[Stored data entries]

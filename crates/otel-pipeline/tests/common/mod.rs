//! In-process OTLP/HTTP collector for exporter integration tests.
//!
//! Accepts protobuf or JSON bodies, optionally gzip-compressed, on the
//! standard `/v1/{traces,metrics,logs}` paths and records every request
//! together with its headers.

#![allow(dead_code)]

use axum::{
    Router,
    body::Bytes,
    extract::State,
    http::{
        HeaderMap, StatusCode,
        header::{CONTENT_ENCODING, CONTENT_TYPE},
    },
    routing::post,
};
use flate2::read::GzDecoder;
use opentelemetry_proto::tonic::collector::{
    logs::v1::ExportLogsServiceRequest, metrics::v1::ExportMetricsServiceRequest,
    trace::v1::ExportTraceServiceRequest,
};
use opentelemetry_proto::tonic::logs::v1::LogRecord;
use opentelemetry_proto::tonic::metrics::v1::Metric;
use opentelemetry_proto::tonic::trace::v1::Span;
use parking_lot::Mutex;
use prost::Message;
use std::io::Read;
use std::net::SocketAddr;
use std::sync::Arc;
use std::sync::atomic::{AtomicU16, Ordering};
use tokio::net::TcpListener;
use tokio_util::sync::CancellationToken;

/// A decoded export request.
#[derive(Debug, Clone)]
pub enum Received {
    Traces(ExportTraceServiceRequest),
    Metrics(ExportMetricsServiceRequest),
    Logs(ExportLogsServiceRequest),
}

/// One request as seen by the collector.
#[derive(Debug, Clone)]
pub struct Captured {
    pub headers: HeaderMap,
    pub request: Received,
}

impl Captured {
    pub fn header(&self, name: &str) -> Option<&str> {
        self.headers.get(name).and_then(|v| v.to_str().ok())
    }
}

#[derive(Default)]
struct CollectorState {
    captured: Mutex<Vec<Captured>>,
    status: AtomicU16,
}

/// Running collector; stops when dropped.
pub struct TestCollector {
    state: Arc<CollectorState>,
    addr: SocketAddr,
    cancel: CancellationToken,
}

impl TestCollector {
    pub async fn start() -> Self {
        let listener = TcpListener::bind("127.0.0.1:0").await.unwrap();
        let addr = listener.local_addr().unwrap();

        let state = Arc::new(CollectorState::default());
        state.status.store(200, Ordering::Relaxed);

        let app = Router::new()
            .route("/v1/traces", post(handle_traces))
            .route("/v1/metrics", post(handle_metrics))
            .route("/v1/logs", post(handle_logs))
            .with_state(Arc::clone(&state));

        let cancel = CancellationToken::new();
        let shutdown = cancel.clone().cancelled_owned();
        tokio::spawn(async move {
            let _ = axum::serve(listener, app)
                .with_graceful_shutdown(shutdown)
                .await;
        });

        Self {
            state,
            addr,
            cancel,
        }
    }

    /// Base URL to use as the exporter endpoint.
    pub fn endpoint(&self) -> String {
        format!("http://{}", self.addr)
    }

    /// Makes every subsequent request answer with `status`.
    pub fn respond_with(&self, status: u16) {
        self.state.status.store(status, Ordering::Relaxed);
    }

    pub fn requests(&self) -> Vec<Captured> {
        self.state.captured.lock().clone()
    }

    pub fn spans(&self) -> Vec<Span> {
        self.requests()
            .into_iter()
            .filter_map(|c| match c.request {
                Received::Traces(req) => Some(req),
                _ => None,
            })
            .flat_map(|req| req.resource_spans)
            .flat_map(|rs| rs.scope_spans)
            .flat_map(|ss| ss.spans)
            .collect()
    }

    pub fn metrics(&self) -> Vec<Metric> {
        self.requests()
            .into_iter()
            .filter_map(|c| match c.request {
                Received::Metrics(req) => Some(req),
                _ => None,
            })
            .flat_map(|req| req.resource_metrics)
            .flat_map(|rm| rm.scope_metrics)
            .flat_map(|sm| sm.metrics)
            .collect()
    }

    pub fn logs(&self) -> Vec<LogRecord> {
        self.requests()
            .into_iter()
            .filter_map(|c| match c.request {
                Received::Logs(req) => Some(req),
                _ => None,
            })
            .flat_map(|req| req.resource_logs)
            .flat_map(|rl| rl.scope_logs)
            .flat_map(|sl| sl.log_records)
            .collect()
    }
}

impl Drop for TestCollector {
    fn drop(&mut self) {
        self.cancel.cancel();
    }
}

async fn handle_traces(
    State(state): State<Arc<CollectorState>>,
    headers: HeaderMap,
    body: Bytes,
) -> StatusCode {
    record(&state, headers, &body, Received::Traces)
}

async fn handle_metrics(
    State(state): State<Arc<CollectorState>>,
    headers: HeaderMap,
    body: Bytes,
) -> StatusCode {
    record(&state, headers, &body, Received::Metrics)
}

async fn handle_logs(
    State(state): State<Arc<CollectorState>>,
    headers: HeaderMap,
    body: Bytes,
) -> StatusCode {
    record(&state, headers, &body, Received::Logs)
}

fn record<T>(
    state: &CollectorState,
    headers: HeaderMap,
    body: &Bytes,
    wrap: fn(T) -> Received,
) -> StatusCode
where
    T: Message + Default + serde::de::DeserializeOwned,
{
    let request = match parse_request::<T>(&headers, body) {
        Ok(request) => request,
        Err(status) => return status,
    };

    state.captured.lock().push(Captured {
        headers,
        request: wrap(request),
    });

    StatusCode::from_u16(state.status.load(Ordering::Relaxed))
        .unwrap_or(StatusCode::INTERNAL_SERVER_ERROR)
}

fn parse_request<T>(headers: &HeaderMap, body: &Bytes) -> Result<T, StatusCode>
where
    T: Message + Default + serde::de::DeserializeOwned,
{
    let is_gzip = headers
        .get(CONTENT_ENCODING)
        .and_then(|ce| ce.to_str().ok())
        .is_some_and(|ce| ce.contains("gzip"));

    let decompressed: Vec<u8>;
    let body_bytes: &[u8] = if is_gzip {
        let mut decoder = GzDecoder::new(body.as_ref());
        let mut out = Vec::new();
        decoder
            .read_to_end(&mut out)
            .map_err(|_| StatusCode::BAD_REQUEST)?;
        decompressed = out;
        &decompressed
    } else {
        body.as_ref()
    };

    let is_json = headers
        .get(CONTENT_TYPE)
        .and_then(|ct| ct.to_str().ok())
        .is_some_and(|ct| ct.contains("application/json"));

    if is_json {
        serde_json::from_slice(body_bytes).map_err(|_| StatusCode::BAD_REQUEST)
    } else {
        T::decode(body_bytes).map_err(|_| StatusCode::BAD_REQUEST)
    }
}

**WORK TO BE COMPLETED**
Out of the records, collect only those lines that contain the string "tonic".

**ANSWER TO THE PROBLEM**
use opentelemetry_proto::tonic::collector::{
use opentelemetry_proto::tonic::logs::v1::LogRecord;
use opentelemetry_proto::tonic::metrics::v1::Metric;
use opentelemetry_proto::tonic::trace::v1::Span;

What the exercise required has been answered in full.